まあ、そうだよな。魚は売っているのをたまに見るけど、海老はこの世界に来てからごくたまに小さいのを見るくらいで、そもそも市場では一度もお目にかかった事が無い。
「エビフライ食べたいなあ。海沿いの街へ行けばあるのかなあ」
地図を思い出しながらそう呟き、生春巻きを口に放り込んだ。
「それで、さっき言ってた雪の好きなスライムの情報を早く!」
生春巻きを飲み込んだところで、俺はチキンカツを齧っているシャムエル様の尻尾をそっと突っついた。
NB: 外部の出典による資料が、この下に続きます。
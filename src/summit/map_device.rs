use crate::domain::DeviceRow;
use crate::summit::domain::{DeviceDetail, UsageResponse};
use chrono::NaiveDate;
use thiserror::Error;

const STATIC_IP_KEY: &str = "staticIP";

/// Merges a device's detail and usage responses into one flat row.
///
/// The nested customer object, the usage sequence and the dynamic-field
/// sequence are lifted into top-level columns and do not survive into the
/// output. Only the first usage entry and the first dynamic field are ever
/// consulted; the window is a single day and the provider reports a static
/// IP as the first dynamic field when the device has one.
pub fn map_device(detail: DeviceDetail, usage: UsageResponse) -> Result<DeviceRow, MapDeviceError> {
    let (data_used_date, data_used) = match usage.usages.first() {
        Some(entry) => {
            let date = NaiveDate::parse_from_str(&entry.date, "%Y-%m-%d").map_err(|source| MapDeviceError::InvalidUsageDate {
                date: entry.date.clone(),
                source,
            })?;
            (Some(date), Some(entry.data_used))
        }
        None => (None, None),
    };

    let static_ip = detail
        .dynamic_fields
        .into_iter()
        .next()
        .filter(|field| field.key == STATIC_IP_KEY)
        .map(|field| field.value);

    Ok(DeviceRow {
        summit_id: detail.summit_id,
        carrier: detail.carrier,
        customer_name: detail.customer.name,
        customer_id: detail.customer.id,
        your_device_id: detail.your_device_id,
        signal_strength: detail.signal_strength,
        description: detail.description,
        device_model: detail.device_model,
        serial_number: detail.serial_number,
        device_up_time: detail.device_up_time,
        static_ip,
        snapshot_refresh_time: detail.snapshot_refresh_time,
        last_check_in_time: detail.last_check_in_time,
        signal_quality: detail.signal_quality,
        data_plan: detail.data_plan,
        data_used_date,
        data_used,
    })
}

#[derive(Error, Debug)]
pub enum MapDeviceError {
    #[error("invalid usage date '{date}': {source}")]
    InvalidUsageDate { date: String, source: chrono::ParseError },
}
「あはは、了解了解。ええとね、これもレアな子だから、見つけるのはちょっと大変かもね」
顔を上げたシャムエル様は、俺を見てニンマリと笑う。
「見つけるのが大変って事は……何処か見つけるのが難しい所にいるのか?」
俺も切ったチキンカツを食べながら少し考えてそう言ったが、笑ったシャムエル様は首を振る。
「ブッブ〜〜〜残念でした〜〜違いま〜〜〜す」
ドヤ顔でそう言われてちょっとムカっときたぞ。
「ええ、じゃあ何処にいるんだよ?」
すると、またしてもドヤ顔になるシャムエル様。
「雪スライムっていうんだけど、全部で十種類いるよ。特に何処にいるって場所は決まっていないね。ただ、出現率は決して高く無いんだけど、今日みたいな冬の良いお天気の日だと出現率が上がるんだよね。ちなみに春から秋の間は、そもそも出現しません。雪スライムが出てくるのは、文字通り冬の雪が降る期間だけだからね」
「へえ、そりゃあ確かにレアだなあ。よし、是非見つけてテイムしよう。それで、何処に行けば見つけられるんだ?」
「実を言うとこの近くにもいるよ。見える範囲に……ええと、一匹いるね」
ぐるっと周囲を見回したシャムエル様がまたしてもドヤ顔になる。
「ええ、テントの中にいても分かるのかよ。外は見えないだろうが」
思わず突っ込むと、シャムエル様は吹き出して大笑いしている。
「もちろん私には分かるよ。そうだねえ。だけど外に出たとしても多分、ケンやハスフェル達には見つけられないと思うなあ。あれは動く速さが桁違いだからね。猫科の従魔達やファルコなら、なんとか頑張れば見つかる……かな?」
「ええ、俺はともかく、ハスフェル達でも駄目?」
俺の呟きに、聞こえたらしいハスフェルとギイが驚いたようにこっちを振り返る。
「駄目だと思うよ。今の彼らは、あくまでも人としての範囲しか見えていないからねえ」
しみじみとそう言われて、俺は思わずハスフェル達を見る。
オーレを飲んでいた二人は無言で顔を見合わせて首を傾げる。
『おい、一体なんの話だ?』
『何が俺達でも無理なんだって?』
素知らぬ顔をしつつ念話で話しかけてくる二人。成る程、この手があったか。
って事で、ここからは念話のトークルーム解放状態。
シャムエル様が得意げに、彼らにもさっきの雪スライムの説明をしている。
『待ってください! まさかここにいるんですか! あの、伝説の雪スライムが!』
その時、いきなり会話に乱入してきたベリーの嬉々とした叫びに、不意を突かれた俺達は、飲んでいたオーレを吹き出しかけて揃って咽せる羽目に陥ったのだった。
何それ、雪スライムって……もしかして、まさかの伝説のスライム登場なのか?